[Stored data entries]
__________

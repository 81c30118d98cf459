//! Request document generation.
//!
//! Field layout per kind:
//!
//! | kind       | fields                                                        |
//! |------------|---------------------------------------------------------------|
//! | GetPending | `clientToken`                                                 |
//! | StartNext  | `statusDetails`?, `stepTimeoutInMinutes`?, `clientToken`      |
//! | Describe   | `executionNumber`?, `includeJobDocument`, `clientToken`       |
//! | Update     | `status`, `statusDetails`?, `expectedVersion`? (quoted), `executionNumber`?, `includeJobExecutionState`? , `includeJobDocument`?, `stepTimeoutInMinutes`?, `clientToken` |
//!
//! The byte range of the emitted client token (quotes included) is recorded
//! on the [`RequestDocument`] so the correlator never re-scans the document.

use std::fmt;
use std::ops::Range;

use bytes::Bytes;

use super::info::{DescribeInfo, OperationKind, RequestContents, RequestInfo, UpdateInfo};
use super::token::ClientToken;
use crate::buffer::BufferAllocator;
use crate::error::Result;
use crate::json::{JsonValue, ObjectWriter};

/// JSON key of the client token.
pub const CLIENT_TOKEN_KEY: &str = "clientToken";

/// A generated request document.
pub struct RequestDocument {
    kind: OperationKind,
    bytes: Vec<u8>,
    token_span: Range<usize>,
    token: ClientToken,
}

impl RequestDocument {
    /// Kind the document was generated for.
    #[inline]
    pub fn kind(&self) -> OperationKind {
        self.kind
    }

    /// The document bytes.
    #[inline]
    pub fn as_bytes(&self) -> &[u8] {
        &self.bytes
    }

    /// Document length in bytes.
    #[inline]
    pub fn len(&self) -> usize {
        self.bytes.len()
    }

    /// Whether the document is empty (never true for generated documents).
    #[inline]
    pub fn is_empty(&self) -> bool {
        self.bytes.is_empty()
    }

    /// Byte range of the client token value, quotes included.
    #[inline]
    pub fn client_token_span(&self) -> Range<usize> {
        self.token_span.clone()
    }

    /// The client token value as emitted, quotes included.
    #[inline]
    pub fn client_token_bytes(&self) -> &[u8] {
        &self.bytes[self.token_span.clone()]
    }

    /// The client token without quotes.
    #[inline]
    pub fn client_token(&self) -> &ClientToken {
        &self.token
    }

    /// Consume the document for publishing.
    pub fn into_bytes(self) -> Bytes {
        Bytes::from(self.bytes)
    }
}

impl fmt::Debug for RequestDocument {
    fn fmt(&self, f: &mut fmt::Formatter<'_>) -> fmt::Result {
        f.debug_struct("RequestDocument")
            .field("kind", &self.kind)
            .field("token", &self.token)
            .field("document", &String::from_utf8_lossy(&self.bytes))
            .finish()
    }
}

/// Generate the request document for `contents`.
///
/// Parameters are emitted as given; range checks belong to
/// [`RequestInfo::validate`] and [`RequestContents::validate`]. Fails with
/// `JobsError::NoMemory` when `allocator` cannot supply the buffer.
pub fn generate(
    contents: &RequestContents<'_>,
    info: &RequestInfo,
    allocator: &dyn BufferAllocator,
) -> Result<RequestDocument> {
    let token = match &info.client_token {
        Some(token) => ClientToken::new(token.as_str()),
        None => ClientToken::generate(),
    };

    let mut object = ObjectWriter::new();
    match contents {
        RequestContents::GetPending => {}
        RequestContents::StartNext(update) => start_next_fields(&mut object, update),
        RequestContents::Describe(describe) => describe_fields(&mut object, describe),
        RequestContents::Update(update) => update_fields(&mut object, update),
    }

    let token_index = object.len();
    object.field(CLIENT_TOKEN_KEY, JsonValue::Str(token.as_str()));

    let mut bytes = allocator.allocate(object.encoded_len())?;
    let spans = object.write_into(&mut bytes);
    let token_span = spans[token_index].clone();

    Ok(RequestDocument {
        kind: contents.kind(),
        bytes,
        token_span,
        token,
    })
}

fn step_timeout(update: &UpdateInfo) -> Option<JsonValue<'_>> {
    update.step_timeout.wire_value().map(JsonValue::Int)
}

// Zero is the service's "no execution number" value.
fn execution_number(number: Option<u32>) -> Option<JsonValue<'static>> {
    number
        .filter(|&n| n != 0)
        .map(|n| JsonValue::Int(i64::from(n)))
}

fn status_details(update: &UpdateInfo) -> Option<JsonValue<'_>> {
    update
        .status_details
        .as_deref()
        .map(|details| JsonValue::Raw(details.as_bytes()))
}

fn start_next_fields<'a>(object: &mut ObjectWriter<'a>, update: &'a UpdateInfo) {
    object
        .optional("statusDetails", status_details(update))
        .optional("stepTimeoutInMinutes", step_timeout(update));
}

fn describe_fields<'a>(object: &mut ObjectWriter<'a>, describe: &'a DescribeInfo) {
    object
        .optional(
            "executionNumber",
            execution_number(describe.execution_number),
        )
        .field(
            "includeJobDocument",
            JsonValue::Bool(describe.include_job_document),
        );
}

fn update_fields<'a>(object: &mut ObjectWriter<'a>, update: &'a UpdateInfo) {
    // `expectedVersion` is a quoted string on the wire, `executionNumber` is not.
    object
        .field("status", JsonValue::Str(update.new_status.as_str()))
        .optional("statusDetails", status_details(update))
        .optional(
            "expectedVersion",
            update
                .expected_version
                .filter(|&v| v != 0)
                .map(|v| JsonValue::QuotedInt(u64::from(v))),
        )
        .optional(
            "executionNumber",
            execution_number(update.execution_number),
        )
        .optional(
            "includeJobExecutionState",
            update.include_job_execution_state.then_some(JsonValue::Bool(true)),
        )
        .optional(
            "includeJobDocument",
            update.include_job_document.then_some(JsonValue::Bool(true)),
        )
        .optional("stepTimeoutInMinutes", step_timeout(update));
}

__________

_Work order:_ Go through the data and copy every line that includes "true".

_Worked solution:_
    /// Whether the document is empty (never true for generated documents).
            update.include_job_execution_state.then_some(JsonValue::Bool(true)),
            update.include_job_document.then_some(JsonValue::Bool(true)),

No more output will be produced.